Inheritance will tightly couple the behaviour of the Cat and Dog to that of an Animal. Which may be what you want.
However, if you are trying to create a universe where anything is possible, and an animal can change its type, you may prefer to use the identifier approach..
But you can take this further.
According to the Gang of Fours design patterns you should
"Favor 'object composition' over 'class inheritance'."
An animal is only a dog because it has a tail that wags and it barks. In your universe where over time a dog might learn to talk, you will want to be able to modify this behaviour.
You could then try abstracting out its behaviour, and then within this behaviour you could use inheritance.
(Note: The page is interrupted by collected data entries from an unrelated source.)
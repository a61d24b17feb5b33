//! Texture loading and caching for object surfaces.
//!
//! Textures are decoded with the `image` crate into normalized float RGB and
//! sampled bilinearly at the surface coordinates reported by intersection.

use std::collections::HashMap;
use std::path::{Path, PathBuf};
use std::sync::Arc;

use lux_math::Vec3;
use thiserror::Error;

/// Errors that can occur during texture loading.
#[derive(Error, Debug)]
pub enum TextureError {
    #[error("Failed to load texture {path}: {source}")]
    Load {
        path: String,
        #[source]
        source: image::ImageError,
    },

    #[error("Texture {0} has no pixels")]
    Empty(String),

    #[error("Pixel buffer holds {actual} samples, expected {expected} for {width}x{height}")]
    SizeMismatch {
        width: u32,
        height: u32,
        expected: usize,
        actual: usize,
    },
}

pub type TextureResult<T> = Result<T, TextureError>;

/// A loaded texture with pixel data.
///
/// Stores pixels as RGB floats in [0, 1], row-major, first row at the top.
#[derive(Clone, Debug)]
pub struct Texture {
    /// Texture width in pixels
    pub width: u32,

    /// Texture height in pixels
    pub height: u32,

    /// Pixel data, one [R, G, B] per pixel
    pub pixels: Vec<[f32; 3]>,

    /// Original file path (for debugging)
    pub path: String,
}

impl Texture {
    /// Create a new texture from pixel data.
    pub fn new(
        width: u32,
        height: u32,
        pixels: Vec<[f32; 3]>,
        path: impl Into<String>,
    ) -> TextureResult<Self> {
        let path = path.into();
        if width == 0 || height == 0 {
            return Err(TextureError::Empty(path));
        }

        let expected = width as usize * height as usize;
        if pixels.len() != expected {
            return Err(TextureError::SizeMismatch {
                width,
                height,
                expected,
                actual: pixels.len(),
            });
        }

        Ok(Self {
            width,
            height,
            pixels,
            path,
        })
    }

    /// Create a solid color texture (1x1).
    pub fn solid_color(color: Vec3) -> Self {
        Self {
            width: 1,
            height: 1,
            pixels: vec![[color.x, color.y, color.z]],
            path: "<solid>".to_string(),
        }
    }

    /// Load a texture from an image file.
    pub fn load(path: impl AsRef<Path>) -> TextureResult<Self> {
        load_texture_file(path.as_ref())
    }

    /// Sample the texture at UV coordinates (bilinear filtering).
    ///
    /// UV coordinates are clamped to [0, 1], with (0, 0) at bottom-left.
    pub fn sample(&self, u: f32, v: f32) -> Vec3 {
        let u = u.clamp(0.0, 1.0);
        let v = v.clamp(0.0, 1.0);

        // Convert to pixel coordinates
        let x = u * (self.width as f32 - 1.0);
        let y = (1.0 - v) * (self.height as f32 - 1.0); // Flip V for image coordinates

        // Bilinear interpolation
        let x0 = x.floor() as u32;
        let y0 = y.floor() as u32;
        let x1 = (x0 + 1).min(self.width - 1);
        let y1 = (y0 + 1).min(self.height - 1);

        let fx = x.fract();
        let fy = y.fract();

        let p00 = Vec3::from(self.get_pixel(x0, y0));
        let p10 = Vec3::from(self.get_pixel(x1, y0));
        let p01 = Vec3::from(self.get_pixel(x0, y1));
        let p11 = Vec3::from(self.get_pixel(x1, y1));

        let top = p00.lerp(p10, fx);
        let bottom = p01.lerp(p11, fx);
        top.lerp(bottom, fy)
    }

    /// Get pixel at integer coordinates.
    fn get_pixel(&self, x: u32, y: u32) -> [f32; 3] {
        let idx = (y * self.width + x) as usize;
        self.pixels.get(idx).copied().unwrap_or([0.0, 0.0, 0.0])
    }

    /// Get total size in bytes (approximate).
    pub fn size_bytes(&self) -> usize {
        self.pixels.len() * std::mem::size_of::<[f32; 3]>()
    }
}

/// Cache for loaded textures.
///
/// Objects that name the same file share one decoded texture.
pub struct TextureCache {
    /// Cached textures by file path
    textures: HashMap<String, Arc<Texture>>,

    /// Base directory for resolving relative paths
    base_dir: Option<PathBuf>,
}

impl TextureCache {
    /// Create a new empty texture cache.
    pub fn new() -> Self {
        Self {
            textures: HashMap::new(),
            base_dir: None,
        }
    }

    /// Create a texture cache with a base directory for relative paths.
    pub fn with_base_dir(base_dir: impl Into<PathBuf>) -> Self {
        Self {
            textures: HashMap::new(),
            base_dir: Some(base_dir.into()),
        }
    }

    /// Load a texture from file, using cache if available.
    pub fn load(&mut self, path: &str) -> TextureResult<Arc<Texture>> {
        // Check cache first
        if let Some(texture) = self.textures.get(path) {
            return Ok(texture.clone());
        }

        let full_path = self.resolve_path(path);
        let texture = Arc::new(load_texture_file(&full_path)?);

        self.textures.insert(path.to_string(), texture.clone());

        log::debug!(
            "Loaded texture: {} ({}x{}, {:.1} KB)",
            path,
            texture.width,
            texture.height,
            texture.size_bytes() as f32 / 1024.0
        );

        Ok(texture)
    }

    /// Get the number of cached textures.
    pub fn len(&self) -> usize {
        self.textures.len()
    }

    /// Check if cache is empty.
    pub fn is_empty(&self) -> bool {
        self.textures.is_empty()
    }

    /// Resolve a path relative to the base directory.
    fn resolve_path(&self, path: &str) -> PathBuf {
        let path = Path::new(path);

        if path.is_absolute() {
            path.to_path_buf()
        } else if let Some(base) = &self.base_dir {
            base.join(path)
        } else {
            path.to_path_buf()
        }
    }
}

impl Default for TextureCache {
    fn default() -> Self {
        Self::new()
    }
}

/// Load a texture from a file path.
fn load_texture_file(path: &Path) -> TextureResult<Texture> {
    let display = path.to_string_lossy().to_string();

    let img = image::open(path).map_err(|source| TextureError::Load {
        path: display.clone(),
        source,
    })?;

    let rgb = img.to_rgb8();
    let (width, height) = rgb.dimensions();

    // Plain normalization: the renderer works in display space
    let pixels: Vec<[f32; 3]> = rgb
        .pixels()
        .map(|p| {
            [
                p[0] as f32 / 255.0,
                p[1] as f32 / 255.0,
                p[2] as f32 / 255.0,
            ]
        })
        .collect();

    Texture::new(width, height, pixels, display)
}

#[cfg(test)]
mod tests {
    use super::*;

    fn checker_2x2() -> Texture {
        // Top row: black, white. Bottom row: red, blue.
        Texture::new(
            2,
            2,
            vec![
                [0.0, 0.0, 0.0],
                [1.0, 1.0, 1.0],
                [1.0, 0.0, 0.0],
                [0.0, 0.0, 1.0],
            ],
            "checker",
        )
        .unwrap()
    }

    #[test]
    fn test_solid_color_texture() {
        let tex = Texture::solid_color(Vec3::new(1.0, 0.5, 0.0));
        assert_eq!(tex.width, 1);
        assert_eq!(tex.height, 1);

        let sample = tex.sample(0.5, 0.5);
        assert!((sample.x - 1.0).abs() < 0.001);
        assert!((sample.y - 0.5).abs() < 0.001);
        assert!((sample.z - 0.0).abs() < 0.001);
    }

    #[test]
    fn test_sample_corners() {
        let tex = checker_2x2();

        // (0, 0) is bottom-left, (1, 1) top-right
        assert!((tex.sample(0.0, 0.0) - Vec3::new(1.0, 0.0, 0.0)).length() < 1e-5);
        assert!((tex.sample(1.0, 0.0) - Vec3::new(0.0, 0.0, 1.0)).length() < 1e-5);
        assert!((tex.sample(0.0, 1.0) - Vec3::ZERO).length() < 1e-5);
        assert!((tex.sample(1.0, 1.0) - Vec3::ONE).length() < 1e-5);
    }

    #[test]
    fn test_sample_bilinear_center() {
        let tex = checker_2x2();
        let c = tex.sample(0.5, 0.5);

        // Average of the four texels
        assert!((c - Vec3::new(0.5, 0.25, 0.5)).length() < 1e-5);
    }

    #[test]
    fn test_sample_clamps_out_of_range_uv() {
        let tex = checker_2x2();
        assert_eq!(tex.sample(-0.5, 2.0), tex.sample(0.0, 1.0));
    }

    #[test]
    fn test_new_rejects_bad_sizes() {
        assert!(matches!(
            Texture::new(0, 4, vec![], "empty"),
            Err(TextureError::Empty(_))
        ));
        assert!(matches!(
            Texture::new(2, 2, vec![[0.0; 3]; 3], "short"),
            Err(TextureError::SizeMismatch { expected: 4, actual: 3, .. })
        ));
    }

    #[test]
    fn test_load_round_trips_through_image_file() {
        let path = std::env::temp_dir().join("lux_core_texture_test.png");
        let img = image::RgbImage::from_fn(3, 2, |x, y| {
            image::Rgb([(x * 100) as u8, (y * 255) as u8, 51])
        });
        img.save(&path).unwrap();

        let tex = Texture::load(&path).unwrap();
        assert_eq!((tex.width, tex.height), (3, 2));
        assert!((tex.pixels[1][0] - 100.0 / 255.0).abs() < 1e-6);
        assert!((tex.pixels[3][1] - 1.0).abs() < 1e-6);
        assert!((tex.pixels[0][2] - 0.2).abs() < 1e-6);

        let _ = std::fs::remove_file(&path);
    }

    #[test]
    fn test_load_missing_file() {
        let result = Texture::load("/nonexistent/lux/texture.ppm");
        assert!(matches!(result, Err(TextureError::Load { .. })));
    }

    #[test]
    fn test_texture_cache_shares_textures() {
        let path = std::env::temp_dir().join("lux_core_cache_test.png");
        image::RgbImage::from_pixel(2, 2, image::Rgb([10, 20, 30]))
            .save(&path)
            .unwrap();

        let mut cache = TextureCache::new();
        assert!(cache.is_empty());

        let key = path.to_string_lossy().to_string();
        let a = cache.load(&key).unwrap();
        let b = cache.load(&key).unwrap();

        assert!(Arc::ptr_eq(&a, &b));
        assert_eq!(cache.len(), 1);

        let _ = std::fs::remove_file(&path);
    }
}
With this class structure :
class Tail
{
DoYourThing()
}
class WaggyTail : Tail
{
DoYourThing()
{
// Wag
}
}
class Noise
{
DoYourThing()
}
class Bark : Noise
{
DoYourThing()
{
// Bark
}
}
class Talk : Noise
{
DoYourThing()
{
// Talk
}
}
class Animal
{
public Noise { get; set; }
public Tail { get; set; }
}
You can set up your cats and dogs :
Animal dog = new Animal { Noise = new Bark(), tail = new DoggyTail() }
Animal cat = new Animal{ Noise = new Purr(), tail = new CattyTail() }
.. then when you need your super breed you can simple change their behaviour
dog.Noise = new Talk();
.. Hey presto, your dog can now talk.. If you need your dog to then Sing, you just create a new Sing class.. no further changes needed.